Do any lines in the data below contain "session"? If so, copy every one of them.
===== Records supplied =====
//! Soak-run aggregation and reporting.
//!
//! A soak run wraps the normal sampling loop with one cumulative
//! aggregate: counters bump as events happen, nothing is windowed or
//! reset, and the aggregate is only ever read to render a report. The
//! CSV block emitted at the end of a run is consumed by spreadsheet
//! imports, so its two-column shape and header row stay fixed.

use std::path::Path;

use serde::{Deserialize, Serialize};
use tokio::time::Instant;

use crate::error::Result;
use crate::link::{LinkChannel, LinkEvent};
use crate::metrics::stats::{RunningStat, StatSummary};
use crate::station::{ReadAttempt, SampleOutcome};

/// Cumulative metrics for one instrumented run.
#[derive(Debug)]
pub struct SoakMetrics {
    started: Instant,
    total_readings: u64,
    successful_readings: u64,
    failed_readings: u64,
    read_time_us: RunningStat,
    climate_reads: u64,
    climate_failures: u64,
    light_reads: u64,
    light_failures: u64,
    soil_reads: u64,
    rssi_reads: u64,
    publish_batches: u64,
    publish_failures: u64,
    publish_latency_us: RunningStat,
    wifi_disconnects: u64,
    wifi_reconnects: u64,
    telemetry_disconnects: u64,
    telemetry_reconnects: u64,
    heap_free: RunningStat,
    heap_free_last: Option<u64>,
}

impl SoakMetrics {
    /// Open an empty aggregate with its run clock starting at `now`.
    pub fn start(now: Instant) -> Self {
        Self {
            started: now,
            total_readings: 0,
            successful_readings: 0,
            failed_readings: 0,
            read_time_us: RunningStat::new(),
            climate_reads: 0,
            climate_failures: 0,
            light_reads: 0,
            light_failures: 0,
            soil_reads: 0,
            rssi_reads: 0,
            publish_batches: 0,
            publish_failures: 0,
            publish_latency_us: RunningStat::new(),
            wifi_disconnects: 0,
            wifi_reconnects: 0,
            telemetry_disconnects: 0,
            telemetry_reconnects: 0,
            heap_free: RunningStat::new(),
            heap_free_last: None,
        }
    }

    /// When the run clock started.
    pub fn started(&self) -> Instant {
        self.started
    }

    /// Fold one sample tick into the aggregate.
    ///
    /// A disabled sensor never counts against the tick; only an
    /// attempted read that failed does. The read time is folded in for
    /// clean ticks only, so failure paths cannot skew the timing stats.
    pub fn record_sample(&mut self, outcome: &SampleOutcome, read_time_us: u64) {
        self.total_readings += 1;

        match outcome.climate {
            ReadAttempt::Ok => self.climate_reads += 1,
            ReadAttempt::Failed => self.climate_failures += 1,
            ReadAttempt::Skipped => {}
        }
        match outcome.light {
            ReadAttempt::Ok => self.light_reads += 1,
            ReadAttempt::Failed => self.light_failures += 1,
            ReadAttempt::Skipped => {}
        }
        self.soil_reads += 1;
        if outcome.rssi_read {
            self.rssi_reads += 1;
        }

        if outcome.all_ok() {
            self.successful_readings += 1;
            self.read_time_us.record(read_time_us);
        } else {
            self.failed_readings += 1;
        }
    }

    /// Count one connectivity edge.
    pub fn record_link_event(&mut self, channel: LinkChannel, event: LinkEvent) {
        match (channel, event) {
            (LinkChannel::Wifi, LinkEvent::Down) => self.wifi_disconnects += 1,
            (LinkChannel::Wifi, LinkEvent::Up) => self.wifi_reconnects += 1,
            (LinkChannel::Telemetry, LinkEvent::Down) => self.telemetry_disconnects += 1,
            (LinkChannel::Telemetry, LinkEvent::Up) => self.telemetry_reconnects += 1,
        }
    }

    /// Count one published batch and its wall latency.
    pub fn record_publish(&mut self, latency_us: u64) {
        self.publish_batches += 1;
        self.publish_latency_us.record(latency_us);
    }

    /// Count one tick that skipped publishing because the session was
    /// down.
    pub fn record_publish_skipped(&mut self) {
        self.publish_failures += 1;
    }

    /// Fold one free-heap probe into the watermarks.
    pub fn record_heap(&mut self, free_bytes: u64) {
        self.heap_free.record(free_bytes);
        self.heap_free_last = Some(free_bytes);
    }

    /// Freeze the aggregate into a report as of `now`.
    pub fn snapshot(&self, now: Instant) -> SoakReport {
        SoakReport {
            elapsed_ms: now.duration_since(self.started).as_millis() as u64,
            total_readings: self.total_readings,
            successful_readings: self.successful_readings,
            failed_readings: self.failed_readings,
            read_time_us: self.read_time_us.summary(),
            climate_reads: self.climate_reads,
            climate_failures: self.climate_failures,
            light_reads: self.light_reads,
            light_failures: self.light_failures,
            soil_reads: self.soil_reads,
            rssi_reads: self.rssi_reads,
            publish_batches: self.publish_batches,
            publish_failures: self.publish_failures,
            publish_latency_us: self.publish_latency_us.summary(),
            wifi_disconnects: self.wifi_disconnects,
            wifi_reconnects: self.wifi_reconnects,
            telemetry_disconnects: self.telemetry_disconnects,
            telemetry_reconnects: self.telemetry_reconnects,
            heap_free: self.heap_free.summary(),
            heap_free_last: self.heap_free_last,
        }
    }
}

/// Frozen view of a soak run, ready to render or serialize.
#[derive(Debug, Clone, PartialEq, Eq, Serialize, Deserialize)]
pub struct SoakReport {
    /// Run time covered by this report, in milliseconds.
    pub elapsed_ms: u64,
    /// Sample ticks attempted.
    pub total_readings: u64,
    /// Ticks where every attempted read succeeded.
    pub successful_readings: u64,
    /// Ticks where at least one attempted read failed.
    pub failed_readings: u64,
    /// Wall time of the read phase on clean ticks, microseconds.
    pub read_time_us: StatSummary,
    /// Successful climate sensor reads.
    pub climate_reads: u64,
    /// Failed climate sensor reads.
    pub climate_failures: u64,
    /// Successful light sensor reads.
    pub light_reads: u64,
    /// Failed light sensor reads.
    pub light_failures: u64,
    /// Soil probe reads (one per tick, the pin cannot fail).
    pub soil_reads: u64,
    /// RSSI reads taken while the WiFi link was up.
    pub rssi_reads: u64,
    /// Published channel batches.
    pub publish_batches: u64,
    /// Ticks that skipped publishing because the session was down.
    pub publish_failures: u64,
    /// Wall latency of the publish phase, microseconds.
    pub publish_latency_us: StatSummary,
    /// WiFi up-to-down edges.
    pub wifi_disconnects: u64,
    /// WiFi down-to-up edges.
    pub wifi_reconnects: u64,
    /// Telemetry session up-to-down edges.
    pub telemetry_disconnects: u64,
    /// Telemetry session down-to-up edges.
    pub telemetry_reconnects: u64,
    /// Free-heap watermarks across the run, bytes.
    pub heap_free: StatSummary,
    /// Most recent free-heap probe, bytes.
    pub heap_free_last: Option<u64>,
}

impl SoakReport {
    /// Share of ticks that were fully clean, as a percentage. `None`
    /// until at least one tick has run.
    pub fn success_rate(&self) -> Option<f64> {
        if self.total_readings == 0 {
            None
        } else {
            Some(self.successful_readings as f64 * 100.0 / self.total_readings as f64)
        }
    }

    /// Share of publish opportunities that went through, as a
    /// percentage. `None` until a tick has reached the publish phase.
    pub fn publish_success_rate(&self) -> Option<f64> {
        let attempts = self.publish_batches + self.publish_failures;
        if attempts == 0 {
            None
        } else {
            Some(self.publish_batches as f64 * 100.0 / attempts as f64)
        }
    }

    /// Render the compact multi-line report printed on each report tick.
    pub fn render_text(&self) -> String {
        let mut lines = Vec::new();
        lines.push(format!("soak report (elapsed {} s)", self.elapsed_ms / 1000));
        lines.push(format!(
            "  readings: {} total, {} ok, {} failed{}",
            self.total_readings,
            self.successful_readings,
            self.failed_readings,
            match self.success_rate() {
                Some(rate) => format!(" ({:.2}% success)", rate),
                None => String::new(),
            }
        ));
        lines.push(format!("  read time (us): {}", render_stat(&self.read_time_us)));
        lines.push(format!(
            "  climate: {} reads, {} failures",
            self.climate_reads, self.climate_failures
        ));
        lines.push(format!(
            "  light: {} reads, {} failures",
            self.light_reads, self.light_failures
        ));
        lines.push(format!("  soil: {} reads", self.soil_reads));
        lines.push(format!("  wifi rssi: {} reads", self.rssi_reads));
        lines.push(format!(
            "  publish: {} batches, {} skipped{}",
            self.publish_batches,
            self.publish_failures,
            match self.publish_success_rate() {
                Some(rate) => format!(" ({:.2}% success)", rate),
                None => String::new(),
            }
        ));
        lines.push(format!(
            "  publish latency (us): {}",
            render_stat(&self.publish_latency_us)
        ));
        lines.push(format!(
            "  links: wifi {} down / {} up, telemetry {} down / {} up",
            self.wifi_disconnects,
            self.wifi_reconnects,
            self.telemetry_disconnects,
            self.telemetry_reconnects
        ));
        lines.push(format!("  heap free (bytes): {}", self.render_heap()));
        lines.join("\n")
    }

    fn render_heap(&self) -> String {
        match (self.heap_free_last, self.heap_free.min, self.heap_free.max) {
            (Some(last), Some(min), Some(max)) => {
                format!("last {}, min {}, max {}", last, min, max)
            }
            _ => "no data".to_string(),
        }
    }

    /// Render the two-column CSV block. The header row is always
    /// `Metric,Value`; derived rows (rates, stat minima and maxima) are
    /// omitted rather than filled with sentinels when no sample backs
    /// them.
    pub fn render_csv(&self) -> String {
        let mut rows = Vec::new();
        rows.push("Metric,Value".to_string());
        rows.push(format!("Total Readings,{}", self.total_readings));
        rows.push(format!("Successful Readings,{}", self.successful_readings));
        rows.push(format!("Failed Readings,{}", self.failed_readings));
        if let Some(rate) = self.success_rate() {
            rows.push(format!("Success Rate (%),{:.2}", rate));
        }
        if let Some(min) = self.read_time_us.min {
            rows.push(format!("Min Read Time (us),{}", min));
        }
        if let Some(max) = self.read_time_us.max {
            rows.push(format!("Max Read Time (us),{}", max));
        }
        if let Some(mean) = self.read_time_us.mean {
            rows.push(format!("Mean Read Time (us),{}", mean));
        }
        rows.push(format!("Climate Reads,{}", self.climate_reads));
        rows.push(format!("Climate Failures,{}", self.climate_failures));
        rows.push(format!("Light Reads,{}", self.light_reads));
        rows.push(format!("Light Failures,{}", self.light_failures));
        rows.push(format!("Soil Reads,{}", self.soil_reads));
        rows.push(format!("WiFi RSSI Reads,{}", self.rssi_reads));
        rows.push(format!("Publish Batches,{}", self.publish_batches));
        rows.push(format!("Publish Failures,{}", self.publish_failures));
        if let Some(mean) = self.publish_latency_us.mean {
            rows.push(format!("Mean Publish Latency (us),{}", mean));
        }
        rows.push(format!("WiFi Disconnects,{}", self.wifi_disconnects));
        rows.push(format!("WiFi Reconnects,{}", self.wifi_reconnects));
        rows.push(format!("Telemetry Disconnects,{}", self.telemetry_disconnects));
        rows.push(format!("Telemetry Reconnects,{}", self.telemetry_reconnects));
        if let Some(min) = self.heap_free.min {
            rows.push(format!("Min Free Heap (bytes),{}", min));
        }
        if let Some(max) = self.heap_free.max {
            rows.push(format!("Max Free Heap (bytes),{}", max));
        }
        rows.push(format!("Elapsed (s),{}", self.elapsed_ms / 1000));
        rows.join("\n")
    }

    /// Write the CSV block to a file, with a trailing newline.
    pub fn write_csv(&self, path: impl AsRef<Path>) -> Result<()> {
        let mut contents = self.render_csv();
        contents.push('\n');
        std::fs::write(path, contents)?;
        Ok(())
    }
}

fn render_stat(summary: &StatSummary) -> String {
    match (summary.min, summary.max, summary.mean) {
        (Some(min), Some(max), Some(mean)) => {
            format!("min {}, max {}, mean {}", min, max, mean)
        }
        _ => "no data".to_string(),
    }
}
=====
• _Output below_
    /// Count one tick that skipped publishing because the session was
    /// Ticks that skipped publishing because the session was down.
    /// Telemetry session up-to-down edges.
    /// Telemetry session down-to-up edges.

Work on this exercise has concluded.